I wonder though, maybe what I'll do is anonymize extra metadata in the semver for enumerated software for a given schema until there are at least N servers emitting that schema.
-
@puppygirlhornypost2 I might be able to make it work as an opt in relay that DOES work with authorized fetch. We'll see
-
Veronika Cheplyginareplied to Darius Kazemi last edited by
@darius I think I support this but the scrolling thing on the side makes it difficult to read the thing
-
Darius Kazemireplied to Mike [SEC=OFFICIAL] last edited by
@mike sorry, I don't control the lab website and I'm salty about some of our choices. Will pass this on to the people in charge
-
Darius Kazemireplied to Veronika Cheplygina last edited by
@DrVeronikaCH I would like it to go away too.
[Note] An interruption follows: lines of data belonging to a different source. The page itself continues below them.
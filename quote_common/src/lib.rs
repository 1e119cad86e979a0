//!
//! Common types and utilities shared by the quote scraper, query API and plotter.
//!
//! This crate aggregates:
//! - `error` — unified error type `QuoteError` used across the workspace.
//! - `result` — handy `Result<T, QuoteError>` alias.
//! - `quote` — the `Quote` record exchanged by every program.
//! - `store` — loading and saving the JSON quote store.
//! - `net` — remote endpoints, default paths and ports.
#![warn(missing_docs)]
pub mod error;
pub mod net;
pub mod quote;
pub mod result;
pub mod store;

pub use error::QuoteError;
pub use quote::Quote;
pub use result::Result;
//! Quote record shared by every program in the workspace.
//!
//! A `Quote` is what the remote quotes API returns (minus any extra fields), what the
//! store persists, and what the API and plotter read back.
use serde::{Deserialize, Serialize};

/// A single quote with its numeric id and author.
#[derive(Debug, Clone, PartialEq, Eq, Serialize, Deserialize)]
pub struct Quote {
    /// Identifier assigned by the quotes API.
    pub id: u64,
    /// Quote text.
    pub quote: String,
    /// Author name as reported by the API.
    pub author: String,
}

impl Quote {
    /// Creates a new quote record.
    pub fn new(id: u64, quote: &str, author: &str) -> Self {
        Quote {
            id,
            quote: String::from(quote),
            author: String::from(author),
        }
    }

    /// Case-insensitive author comparison.
    pub fn is_by(&self, author: &str) -> bool {
        self.author.to_lowercase() == author.to_lowercase()
    }
}
//! Quote scraper library.
//!
//! Turns a student identifier into a JSON quote store and a directory of rendered
//! quote images. The stages live in their own modules and are chained by `pipeline`:
//!
//! - `harvester` — numeric quote IDs from the personalised page.
//! - `fetcher` — quote records from the quotes API.
//! - `colors` — background/foreground pair from the same page.
//! - `renderer` — one PNG per quote from the image generator.
//! - `http` — single-attempt HTTP client shared by every stage.
//! - `args` — command-line interface.
pub mod args;
pub mod colors;
pub mod fetcher;
pub mod harvester;
pub mod http;
pub mod pipeline;
pub mod renderer;

pub use colors::ColorPair;
pub use http::HttpClient;
pub use pipeline::{Endpoints, Outcome, ScrapeConfig};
I agree with you
-
@DrVeronikaCH there is a pause button on the lower right of the page that might help?
-
@darius There seems to be an overlap between this and https://funfedi.dev/support_tables/
Perhaps you can contribute to that project? It seems to be privacy-respecting because samples are generated locally
-
@silverpill yes! It came in my radar last week and I hope to contribute to their cc0 data as well
-
@darius What safeguards are there to ensure someone can't maliciously insert code that reveals the contents of posts and other PII? Trust?
-
@fembot yeah I'm running the code and you have to trust that I'm not putting evil stuff into it. Just like any other Fediverse server that way (I'm currently trusting that this message isn't getting used by your server to malicious ends)
-
@darius Thanks, I trust you Darius. I'm wondering about the ability of someone *else* to mess with the code along the way, which I gather is a weak spot of open source in general, trusted coders & servers aside.